*** Opening Provided entries ***

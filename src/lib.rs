/*
    fluxsync
    https://github.com/dbalsom/fluxfox

    Copyright 2024 Daniel Balsom

    Permission is hereby granted, free of charge, to any person obtaining a
    copy of this software and associated documentation files (the “Software”),
    to deal in the Software without restriction, including without limitation
    the rights to use, copy, modify, merge, publish, distribute, sublicense,
    and/or sell copies of the Software, and to permit persons to whom the
    Software is furnished to do so, subject to the following conditions:

    The above copyright notice and this permission notice shall be included in
    all copies or substantial portions of the Software.

    THE SOFTWARE IS PROVIDED “AS IS”, WITHOUT WARRANTY OF ANY KIND, EXPRESS OR
    IMPLIED, INCLUDING BUT NOT LIMITED TO THE WARRANTIES OF MERCHANTABILITY,
    FITNESS FOR A PARTICULAR PURPOSE AND NONINFRINGEMENT. IN NO EVENT SHALL THE
    AUTHORS OR COPYRIGHT HOLDERS BE LIABLE FOR ANY CLAIM, DAMAGES OR OTHER
    LIABILITY, WHETHER IN AN ACTION OF CONTRACT, TORT OR OTHERWISE, ARISING
    FROM, OUT OF OR IN CONNECTION WITH THE SOFTWARE OR THE USE OR OTHER
    DEALINGS IN THE SOFTWARE.

    --------------------------------------------------------------------------

    src/lib.rs

    fluxsync reads SuperCard Pro (SCP) flux images and reconstructs the bit
    cells a floppy disk controller would see when reading each track, along
    with coarse timing information for every group of eight bits. The output
    is intended to be handed directly to a disk controller emulator.
*/

//! # fluxsync
//!
//! The entry point is [DriveSlots], a small fixed set of emulated drives. Each slot may have one
//! SCP image open at a time. Loading a track reads every stored revolution of that track into
//! memory and decodes the first revolution through a software PLL. Subsequent revolutions are
//! decoded from the same flux data with [DriveSlots::load_next_revolution].
//!
//! ```no_run
//! use fluxsync::{DriveSlots, RevolutionBuffer};
//!
//! let mut drives = DriveSlots::new();
//! drives.open("disk.scp", 0).unwrap();
//!
//! let mut buffer = RevolutionBuffer::default();
//! let (bits, timings) = buffer.split_mut();
//! let load = drives.load_track(0, 0, bits, timings).unwrap();
//! println!("decoded {} bits", load.bit_count);
//!
//! drives.close(0);
//! ```

pub mod config;
pub mod drive;
pub mod file_parsers;
pub mod flux;
pub mod io;

use thiserror::Error;

/// The number of emulated drive slots available in a [DriveSlots] context.
pub const DRIVE_SLOTS: usize = 4;
/// The maximum number of revolutions kept per track. Images storing more are clamped.
pub const MAX_REVOLUTIONS: usize = 5;

#[derive(Debug, Error)]
pub enum FluxSyncError {
    #[error("An IO error occurred reading the flux image: {0}")]
    IoError(#[from] std::io::Error),
    #[error("The file does not have an .scp extension")]
    UnsupportedExtension,
    #[error("The image does not have a valid SCP signature")]
    InvalidSignature,
    #[error("The image has an invalid revolution count: {0}")]
    InvalidRevolutionCount(u8),
    #[error("The image has an unsupported bit cell width: {0}")]
    UnsupportedBitCellWidth(u8),
    #[error("The image parser encountered an error: {0}")]
    FormatParseError(String),
    #[error("The image parser determined the image was corrupt: {0}")]
    ImageCorruptError(String),
    #[error("Track {0} is outside the range of the track directory")]
    TrackOutOfRange(u32),
    #[error("Track {0} is not present in the image")]
    TrackNotPresent(u32),
    #[error("Track header mismatch: expected track {expected}, found {found}")]
    TrackHeaderMismatch { expected: u32, found: u32 },
    #[error("Invalid drive slot: {0}")]
    InvalidDriveSlot(usize),
    #[error("No image is open in drive slot {0}")]
    DriveNotOpen(usize),
    #[error("No track is loaded in drive slot {0}")]
    NoTrackLoaded(usize),
    #[error("Invalid parameters were specified to a library function")]
    ParameterError,
}

impl From<binrw::Error> for FluxSyncError {
    fn from(err: binrw::Error) -> Self {
        match err {
            binrw::Error::Io(e) => FluxSyncError::IoError(e),
            binrw::Error::Backtrace(bt) => FluxSyncError::from(*bt.error),
            e => FluxSyncError::FormatParseError(e.to_string()),
        }
    }
}

pub use crate::{
    config::DecoderConfig,
    drive::{Drive, DriveSlots, TrackLoad},
    file_parsers::{
        scp::{ScpFlags, ScpFormat, ScpHeader},
        supported_extensions,
    },
    flux::{
        flux_store::FluxStore,
        pll::{Pll, PllBit, PllMode},
        revolution::{decode_revolution, RevolutionBuffer},
        FluxRead,
        FluxSource,
    },
};

#[cfg(feature = "flux")]
pub use crate::flux::histogram::FluxHistogram;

*** Closing Provided entries ***

Task requirements: Verbatim output is expected for the lines from the start of the data to the line in which "to deal in the" appears, both included.

Response to this task:
filename src/lib.rs
/*
    fluxsync
    https://github.com/dbalsom/fluxfox

    Copyright 2024 Daniel Balsom

    Permission is hereby granted, free of charge, to any person obtaining a
    copy of this software and associated documentation files (the “Software”),
    to deal in the Software without restriction, including without limitation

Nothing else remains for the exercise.